Beat 13) Goliath can't steal this guys camcorder. He's not a thief. Even destroying it is pretty malicious for Goliath, who's never gone too far out of his way to hide from humans.

Beat 16) Gargoyles don't kiss. They stroke hair. And it's "Notre Dame" ("Our Lady"), not "Notre Damn" ("Our Damnation"?)

Beat 17) The Cathedral is a very temporary safe house for Thailog while some safer, new place is being built for him. (Or maybe that's part of what Thailog is after: Macbeth's Paris Mansion.) It is not abandoned. Thailog is safe their during the day, because he's like a needle in a gargoyle haystack. After dark, he can stay out of sight in the upper reaches, until the Cathedral closes for the night. But he can't have much of a set-up there. Computers? Paintings? I don't think so. Particularly when we've got reports of a creature climbing around the church at night. People might investigate. They wouldn't find Thailog. But what would they make of that computer?

Beat 18) Demona may have no desire to "see" Goliath, since she found Thailog. But she'd still want him dead. Plus she MUST be curious about this female gargoyle. She thinks she knows all the gargoyles that exist, and none of them are female. She'd have to know. (And for that matter, so would Thailog.)

Beat 19) Think about how silly it would look in live action, if a villain who looked like Thailog, whipped out a brush and in a few seconds added a necklace to a painting. It's equally silly looking in animation. Maybe moreso because it's so easy to do.

I don't understand the pre-nuptual agreement at all. Why does Macbeth feel he needs it? (And don't tell me his lawyers push him around.) Besides, the whole idea of it goes against what we want to have happen in the story. Thailog wants Mac and Demona to get married. And have Demona inherit so that he can inherit from her, when both Demona and Mac die. Or am I missing something? I don't think we want this to be about stealing money from a safe. That's small potatos for Thailog and Demona. Either we need to have some irreplaceable (possibly magical) maguffin in that safe, or we should be dealing with the whole ball of wax. The former would probably be easier, but I'd like to go for the latter ball of wax if we can.

Beat 20) Again, I don't buy Macbeth's logic for hunting down Demona.

Beat 21) Angela can't operate a camcorder.

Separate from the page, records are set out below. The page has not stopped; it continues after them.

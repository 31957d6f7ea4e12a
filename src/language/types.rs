//! Types representing the procedures a Karel program declares

use std::collections::BTreeMap;

/// Procedures in Karel take either no parameter or exactly one.
#[derive(Debug, Copy, Clone, PartialEq, Eq)]
pub enum Arity {
    Nullary,
    Unary,
}

impl Arity {
    pub fn from_parameter(parameter: Option<&str>) -> Arity {
        match parameter {
            Some(_) => Arity::Unary,
            None => Arity::Nullary,
        }
    }
}

#[derive(Debug, Clone, PartialEq, Eq)]
pub struct Symbol {
    pub name: String,
    pub arity: Arity,
    /// Byte offset of the name within the declaring document.
    pub offset: usize,
}

/// The user-defined procedures of a single document, keyed by name. At most
/// one Symbol per name; whoever was declared first keeps the slot.
#[derive(Debug, Clone, Default, PartialEq, Eq)]
pub struct SymbolTable {
    symbols: BTreeMap<String, Symbol>,
}

impl SymbolTable {
    pub fn new() -> SymbolTable {
        SymbolTable {
            symbols: BTreeMap::new(),
        }
    }

    pub fn get(&self, name: &str) -> Option<&Symbol> {
        self.symbols
            .get(name)
    }

    pub fn contains(&self, name: &str) -> bool {
        self.symbols
            .contains_key(name)
    }

    /// Add a symbol unless one of the same name is already present, in which
    /// case the existing entry is retained and false is returned.
    pub fn insert(&mut self, symbol: Symbol) -> bool {
        if self.contains(&symbol.name) {
            return false;
        }
        self.symbols
            .insert(symbol.name.clone(), symbol);
        true
    }

    pub fn len(&self) -> usize {
        self.symbols
            .len()
    }

    pub fn is_empty(&self) -> bool {
        self.symbols
            .is_empty()
    }

    pub fn names(&self) -> impl Iterator<Item = &str> {
        self.symbols
            .keys()
            .map(String::as_str)
    }

    pub fn iter(&self) -> impl Iterator<Item = &Symbol> {
        self.symbols
            .values()
    }
}
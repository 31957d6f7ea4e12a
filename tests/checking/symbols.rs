#[cfg(test)]
mod verify {
    use karel::checking::patterns::find_declarations;
    use karel::checking::{build_symbol_table, validate, Problem};
    use karel::language::{Arity, Settings};

    #[test]
    fn duplicate_declaration_keeps_first() {
        let text = r#"
define foo() {
    move();
}
define foo() {
    turnleft();
}
        "#
        .trim_ascii();

        let report = validate(text, Settings::default());

        let symbol = report
            .table
            .get("foo")
            .unwrap();
        assert_eq!(symbol.offset, 7);
        assert_eq!(symbol.arity, Arity::Nullary);

        let second = text
            .rfind("foo")
            .unwrap();
        assert_eq!(
            report.problems,
            vec![Problem::AlreadyDefined(second, "foo".to_string())]
        );
    }

    #[test]
    fn reserved_word_collision() {
        let report = validate("define move() {}", Settings::default());

        assert_eq!(
            report.problems,
            vec![Problem::ReservedWord(7, "move".to_string())]
        );
        assert!(!report
            .table
            .contains("move"));
        assert!(report.problems[0]
            .message()
            .contains("reserved word"));
    }

    #[test]
    fn keywords_cannot_be_declared() {
        let (table, problems) = build_symbol_table(&find_declarations(
            "void while() {}\nvoid frontIsClear() {}\nvoid program() {}",
        ));

        assert!(table.is_empty());
        assert_eq!(problems.len(), 3);
        assert!(problems
            .iter()
            .all(|p| matches!(p, Problem::ReservedWord(_, _))));
    }

    #[test]
    fn both_declaration_forms() {
        let (table, problems) =
            build_symbol_table(&find_declarations("define a()\nvoid b(x)\ndefine c\n"));

        assert!(problems.is_empty());
        let names: Vec<&str> = table
            .names()
            .collect();
        assert_eq!(names, vec!["a", "b", "c"]);
        assert_eq!(
            table
                .get("b")
                .map(|s| s.arity),
            Some(Arity::Unary)
        );
        assert_eq!(
            table
                .get("c")
                .map(|s| s.arity),
            Some(Arity::Nullary)
        );
    }

    #[test]
    fn declaration_problems_share_limit_with_characters() {
        let text = "#\ndefine move()\ndefine turnoff()\n";
        let report = validate(text, Settings::with_limit(2));

        assert_eq!(
            report.problems,
            vec![
                Problem::IllegalCharacter(0, '#'),
                Problem::ReservedWord(9, "move".to_string()),
            ]
        );
    }
}
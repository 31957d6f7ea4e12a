use super::messages::generate_error_message;
use karel::{checking::Problem, language::LoadingError};
use owo_colors::OwoColorize;
use std::path::Path;

/// Format a problem with full details including source code context
pub fn full_problem<'i>(problem: &Problem, filename: &'i Path, source: &'i str) -> String {
    let (message, details) = generate_error_message(problem);
    let offset = problem.offset();

    let i = calculate_line_number(source, offset);
    let j = calculate_column_number(source, offset);

    let code = source
        .lines()
        .nth(i)
        .unwrap_or("?");
    let line = i + 1;
    let column = j + 1;
    let width = 3.max(
        line.to_string()
            .len(),
    );

    format!(
        r#"
{}: {}:{}:{} {}

{:width$} {}
{:width$} {} {}
{:width$} {} {:>column$}

{}
        "#,
        "error".bright_red(),
        filename.to_string_lossy(),
        line,
        column,
        message.bold(),
        ' ',
        '|'.bright_blue(),
        line.bright_blue(),
        '|'.bright_blue(),
        code,
        ' ',
        '|'.bright_blue(),
        '^'.bright_red(),
        details
    )
    .trim_ascii()
    .to_string()
}

/// Format a problem with concise single-line output
pub fn concise_problem<'i>(problem: &Problem, filename: &'i Path, source: &'i str) -> String {
    let offset = problem.offset();
    let line = calculate_line_number(source, offset) + 1;
    let column = calculate_column_number(source, offset) + 1;

    format!(
        "{}: {}:{}:{} {}",
        "error".bright_red(),
        filename.to_string_lossy(),
        line,
        column,
        problem
            .message()
            .bold(),
    )
}

/// Format a LoadingError with concise single-line output
pub fn concise_loading_error<'i>(error: &LoadingError<'i>) -> String {
    format!(
        "{}: {}: {}",
        "error".bright_red(),
        error
            .filename
            .display(),
        error
            .to_string()
            .bold()
    )
}

// Helper functions for line/column calculation
pub fn calculate_line_number(content: &str, offset: usize) -> usize {
    content[..offset]
        .bytes()
        .filter(|&b| b == b'\n')
        .count()
}

pub fn calculate_column_number(content: &str, offset: usize) -> usize {
    let before = &content[..offset];
    match before.rfind('\n') {
        Some(start) => content[start + 1..offset]
            .chars()
            .count(),
        None => before
            .chars()
            .count(),
    }
}
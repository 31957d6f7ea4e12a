// Program wide top-level error handling

mod format;
mod messages;

// Re-export all public symbols
pub use format::*;
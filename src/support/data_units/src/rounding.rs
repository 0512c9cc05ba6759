/// Smallest multiple of `multiple` that is greater than or equal to `n`,
/// or `None` if that multiple does not fit in a `u64`.
///
/// A `multiple` of zero means "no constraint" and returns `n` as-is.
pub const fn checked_round_up(n: u64, multiple: u64) -> Option<u64> {
    if multiple == 0 {
        return Some(n);
    }

    match n % multiple {
        0 => Some(n),
        rem => n.checked_add(multiple - rem),
    }
}

/// Largest multiple of `multiple` that is less than or equal to `n`.
///
/// A `multiple` of zero means "no constraint" and returns `n` as-is.
pub const fn round_down(n: u64, multiple: u64) -> u64 {
    if multiple == 0 {
        return n;
    }

    n - n % multiple
}

#[cfg(test)]
mod tests {
    use super::*;

    #[test]
    fn zero_multiple_is_identity() {
        assert_eq!(checked_round_up(13, 0), Some(13));
        assert_eq!(round_down(13, 0), 13);
    }

    #[test]
    fn exact_multiples_are_fixed_points() {
        for n in [0, 8, 16, 64] {
            assert_eq!(checked_round_up(n, 8), Some(n));
            assert_eq!(round_down(n, 8), n);
        }
    }

    #[test]
    fn rounds_to_neighbouring_multiples() {
        assert_eq!(checked_round_up(1, 8), Some(8));
        assert_eq!(round_down(15, 8), 8);
        assert_eq!(checked_round_up(33, 32), Some(64));
        assert_eq!(round_down(33, 32), 32);
    }

    #[test]
    fn non_power_of_two_multiple() {
        assert_eq!(checked_round_up(7, 3), Some(9));
        assert_eq!(round_down(7, 3), 6);
    }

    #[test]
    fn round_up_past_u64_is_none() {
        assert_eq!(checked_round_up(u64::MAX, 8), None);
        assert_eq!(checked_round_up(u64::MAX - 7, 8), Some(u64::MAX - 7));
        assert_eq!(checked_round_up(u64::MAX, 1), Some(u64::MAX));
    }
}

She's not Lex. (And as noted above, I don't see anyway for our guys to have this anyhow.) Plus she wouldn't recognize Thailog. Also it feels like a pretty big jump for Goliath to figure that Demona and Thailog are working together. Not an impossible jump, but a big one.

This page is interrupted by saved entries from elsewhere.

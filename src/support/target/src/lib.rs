mod arch;
mod byte_order;
mod layout_mode;
mod os;

pub use arch::TargetArch;
pub use byte_order::ByteOrder;
pub use layout_mode::{LayoutMode, UnknownLayoutMode};
pub use os::{TargetOs, TargetOsExt};
use std::fmt::{Display, Formatter};

/// The platform whose C ABI records are laid out for.
#[derive(Copy, Clone, Debug, Default, PartialEq, Eq)]
pub struct Target {
    arch: Option<TargetArch>,
    os: Option<TargetOs>,
}

impl Target {
    pub const HOST: Self = Self::new(TargetOs::HOST, TargetArch::HOST);

    pub const fn new(os: Option<TargetOs>, arch: Option<TargetArch>) -> Self {
        Self { arch, os }
    }

    pub const fn generic_os(os: TargetOs) -> Self {
        let arch = match os {
            TargetOs::Windows | TargetOs::Mac | TargetOs::Linux | TargetOs::FreeBsd => {
                TargetArch::X86_64
            }
        };

        Self::new(Some(os), Some(arch))
    }

    pub fn os(&self) -> Option<TargetOs> {
        self.os
    }

    pub fn byte_order(&self) -> ByteOrder {
        match &self.arch {
            Some(TargetArch::X86_64 | TargetArch::Aarch64) => ByteOrder::Little,
            Some(TargetArch::PowerPc64 | TargetArch::S390x) => ByteOrder::Big,
            None => ByteOrder::NATIVE,
        }
    }

    /// Bit-field allocation convention used by the platform's C compiler
    /// when a record does not ask for one.
    pub fn default_layout_mode(&self) -> LayoutMode {
        if self.os.is_windows() {
            LayoutMode::Ms
        } else {
            LayoutMode::GccSysv
        }
    }
}

impl Display for Target {
    fn fmt(&self, f: &mut Formatter<'_>) -> std::fmt::Result {
        write_or_unknown(f, self.arch)?;
        f.write_str(" ")?;
        write_or_unknown(f, self.os)
    }
}

fn write_or_unknown(f: &mut Formatter<'_>, part: Option<impl Display>) -> std::fmt::Result {
    match part {
        Some(part) => part.fmt(f),
        None => f.write_str("unknown"),
    }
}
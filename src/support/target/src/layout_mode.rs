use derive_more::IsVariant;
use std::{fmt::Display, str::FromStr};

/// Convention for allocating bit-fields into storage units.
#[derive(Copy, Clone, Debug, PartialEq, Eq, Hash, IsVariant)]
pub enum LayoutMode {
    /// Microsoft: a run of bit-fields never mixes declared types, and
    /// `#pragma pack` may clamp field alignment.
    Ms,
    /// GCC / System V: bit-fields share any storage unit they fit in.
    GccSysv,
}

impl Display for LayoutMode {
    fn fmt(&self, f: &mut std::fmt::Formatter<'_>) -> std::fmt::Result {
        f.write_str(match self {
            LayoutMode::Ms => "ms",
            LayoutMode::GccSysv => "gcc-sysv",
        })
    }
}

#[derive(Clone, Debug, PartialEq, Eq)]
pub struct UnknownLayoutMode(pub String);

impl Display for UnknownLayoutMode {
    fn fmt(&self, f: &mut std::fmt::Formatter<'_>) -> std::fmt::Result {
        write!(
            f,
            "Unknown layout mode '{}', expected 'ms' or 'gcc-sysv'",
            self.0
        )
    }
}

impl std::error::Error for UnknownLayoutMode {}

impl FromStr for LayoutMode {
    type Err = UnknownLayoutMode;

    fn from_str(s: &str) -> Result<Self, Self::Err> {
        match s {
            "ms" => Ok(LayoutMode::Ms),
            "gcc-sysv" => Ok(LayoutMode::GccSysv),
            _ => Err(UnknownLayoutMode(s.into())),
        }
    }
}

#[cfg(test)]
mod tests {
    use super::*;

    #[test]
    fn parses_known_modes() {
        assert_eq!("ms".parse::<LayoutMode>(), Ok(LayoutMode::Ms));
        assert_eq!("gcc-sysv".parse::<LayoutMode>(), Ok(LayoutMode::GccSysv));
        assert_eq!(LayoutMode::GccSysv.to_string(), "gcc-sysv");
    }

    #[test]
    fn rejects_unknown_mode() {
        let error = "msvc".parse::<LayoutMode>().unwrap_err();
        assert_eq!(error, UnknownLayoutMode("msvc".into()));
        assert!(error.to_string().contains("'msvc'"));
    }
}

Also, I was unclear. Did Goliath have a chance to give instructions to Elisa or did he turn to stone before he had time?

Beat 23) Again, I don't believe Macbeth lets lawyers push him around. And I don't think we need this pre-nup agreement in the story.

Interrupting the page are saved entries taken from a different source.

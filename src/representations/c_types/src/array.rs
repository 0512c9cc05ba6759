use crate::{BufferFormat, CType};
use data_units::ByteUnits;

/// Fixed-length array of another type.
#[derive(Debug)]
pub struct CArray<'t> {
    pub inner: &'t dyn CType,
    pub length: u64,
}

impl<'t> CArray<'t> {
    pub fn new(inner: &'t dyn CType, length: u64) -> Self {
        Self { inner, length }
    }
}

impl<'t> CType for CArray<'t> {
    /// Saturates at `ByteUnits::MAX`, which record layout rejects as too large.
    fn size(&self) -> ByteUnits {
        self.inner
            .size()
            .checked_mul(self.length)
            .unwrap_or(ByteUnits::MAX)
    }

    fn alignment(&self) -> ByteUnits {
        self.inner.alignment()
    }

    fn name(&self) -> String {
        format!("{}[{}]", self.inner.name(), self.length)
    }

    fn buffer_format(&self) -> Option<BufferFormat> {
        let element = self
            .inner
            .buffer_format()
            .unwrap_or_else(|| BufferFormat::scalar("B"));

        let mut shape = Vec::with_capacity(element.ndim() + 1);
        shape.push(self.length);
        shape.extend(element.shape);

        Some(BufferFormat {
            token: element.token,
            shape,
        })
    }
}

#[cfg(test)]
mod tests {
    use super::*;
    use crate::{CPrimitive, Opaque, Primitive};
    use target::{Target, TargetArch, TargetOs};

    #[test]
    fn nested_arrays_flatten_shape() {
        let target = Target::new(Some(TargetOs::Linux), Some(TargetArch::Aarch64));
        let short = Primitive::new(CPrimitive::Short, &target);
        let row = CArray::new(&short, 3);
        let grid = CArray::new(&row, 2);

        assert_eq!(grid.size(), ByteUnits::of(12));
        assert_eq!(grid.alignment(), ByteUnits::of(2));
        assert_eq!(grid.name(), "short[3][2]");

        let format = grid.buffer_format().unwrap();
        assert_eq!(format.token, "<h");
        assert_eq!(format.shape, vec![2, 3]);
        assert!(!grid.supports_bitfields());
    }

    #[test]
    fn oversized_array_saturates() {
        let blob = Opaque::new("blob", ByteUnits::of(u64::MAX / 2), ByteUnits::of(1));
        let array = CArray::new(&blob, 3);

        assert_eq!(array.size(), ByteUnits::MAX);
        assert_eq!(CArray::new(&blob, 2).size(), ByteUnits::of(u64::MAX - 1));
    }

    #[test]
    fn opaque_elements_default_to_bytes() {
        let blob = Opaque::new("blob", ByteUnits::of(3), ByteUnits::of(1));
        let array = CArray::new(&blob, 4);

        assert_eq!(
            array.buffer_format(),
            Some(BufferFormat {
                token: "B".into(),
                shape: vec![4],
            })
        );
    }
}
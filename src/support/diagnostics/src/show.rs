pub trait Show {
    fn show(&self, w: &mut dyn std::fmt::Write) -> std::fmt::Result;
}
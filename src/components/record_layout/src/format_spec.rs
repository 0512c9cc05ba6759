use crate::{record_info::RecordKind, record_layout::FieldLayout};
use c_types::{BufferFormat, CType};
use data_units::ByteUnits;
use itertools::Itertools;

/// Buffer-protocol description of a laid out record.
///
/// Structs become `T{...}` with explicit padding. Overlapping union members
/// cannot be expressed, so unions are a single opaque `B`.
pub fn format_spec(
    kind: RecordKind,
    base: Option<&dyn CType>,
    fields: &[FieldLayout],
    size: ByteUnits,
) -> String {
    if kind.is_union() {
        return "B".into();
    }

    let mut spec = String::from("T{");
    let mut last_end = ByteUnits::ZERO;

    if let Some(base) = base {
        if let Some(format) = base.buffer_format() {
            spec.push_str(&member_token(format));
            last_end = base.size();
        }
    }

    for field in fields {
        spec.push_str(&padding_token(field.offset, last_end));

        let format = field
            .ty
            .buffer_format()
            .unwrap_or_else(|| BufferFormat::scalar("B"));

        spec.push_str(&member_token(format));
        spec.push(':');
        spec.push_str(&field.name);
        spec.push(':');

        last_end = field.storage_end();
    }

    spec.push_str(&padding_token(size, last_end));
    spec.push('}');
    spec
}

fn member_token(format: BufferFormat) -> String {
    if format.shape.is_empty() {
        format.token
    } else {
        format!("({}){}", format.shape.iter().join(","), format.token)
    }
}

/// Pad bytes between `last_end` and `offset`. Empty when there is no gap,
/// including when bit-fields share storage and `offset` is behind.
fn padding_token(offset: ByteUnits, last_end: ByteUnits) -> String {
    match offset.checked_sub(last_end).map(|gap| gap.bytes()) {
        None | Some(0) => String::new(),
        Some(1) => "x".into(),
        Some(gap) => format!("{}x", gap),
    }
}

#[cfg(test)]
mod tests {
    use super::*;

    #[test]
    fn padding_tokens() {
        assert_eq!(padding_token(ByteUnits::of(4), ByteUnits::of(4)), "");
        assert_eq!(padding_token(ByteUnits::of(2), ByteUnits::of(4)), "");
        assert_eq!(padding_token(ByteUnits::of(5), ByteUnits::of(4)), "x");
        assert_eq!(padding_token(ByteUnits::of(8), ByteUnits::of(1)), "7x");
    }

    #[test]
    fn shaped_member() {
        let format = BufferFormat {
            token: "<h".into(),
            shape: vec![2, 3],
        };

        assert_eq!(member_token(format), "(2,3)<h");
        assert_eq!(member_token(BufferFormat::scalar("<i")), "<i");
    }
}
use data_units::ByteUnits;

#[derive(Copy, Clone, Debug, PartialEq, Eq)]
pub struct TypeLayout {
    pub width: ByteUnits,
    pub alignment: ByteUnits,
}

impl TypeLayout {
    pub fn basic(size: ByteUnits) -> Self {
        Self {
            width: size,
            alignment: size,
        }
    }
}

Beat 24) I really don't like this camcorder. And I don't know why Elisa needs it here. Like if she followed Mac and Dem, returned to Goliath without visual proof he wouldn't believe her story?

Beat 25) "How can I prove my love to you?" "Give me the combination to your safe." Yeah, that wouldn't make me suspicious.
I'd almost rather play any scene like this where Macbeth is insisting on giving something to Dierdre, who protests that she doesn't want it. The more she protests that all she needs is his love, the more he wants to lavish on her. In this way, he is predictable, but he's not being fooled by "crocodile tears" into doing something that seems incredibly fishy.

Beat 26) Again, Elisa would recognize human Demona from "High Noon" the first time she saw her. But here I was entirely unclear. How does footage of Dierdre prove that she's Demona, when Elisa didn't recognize her in person?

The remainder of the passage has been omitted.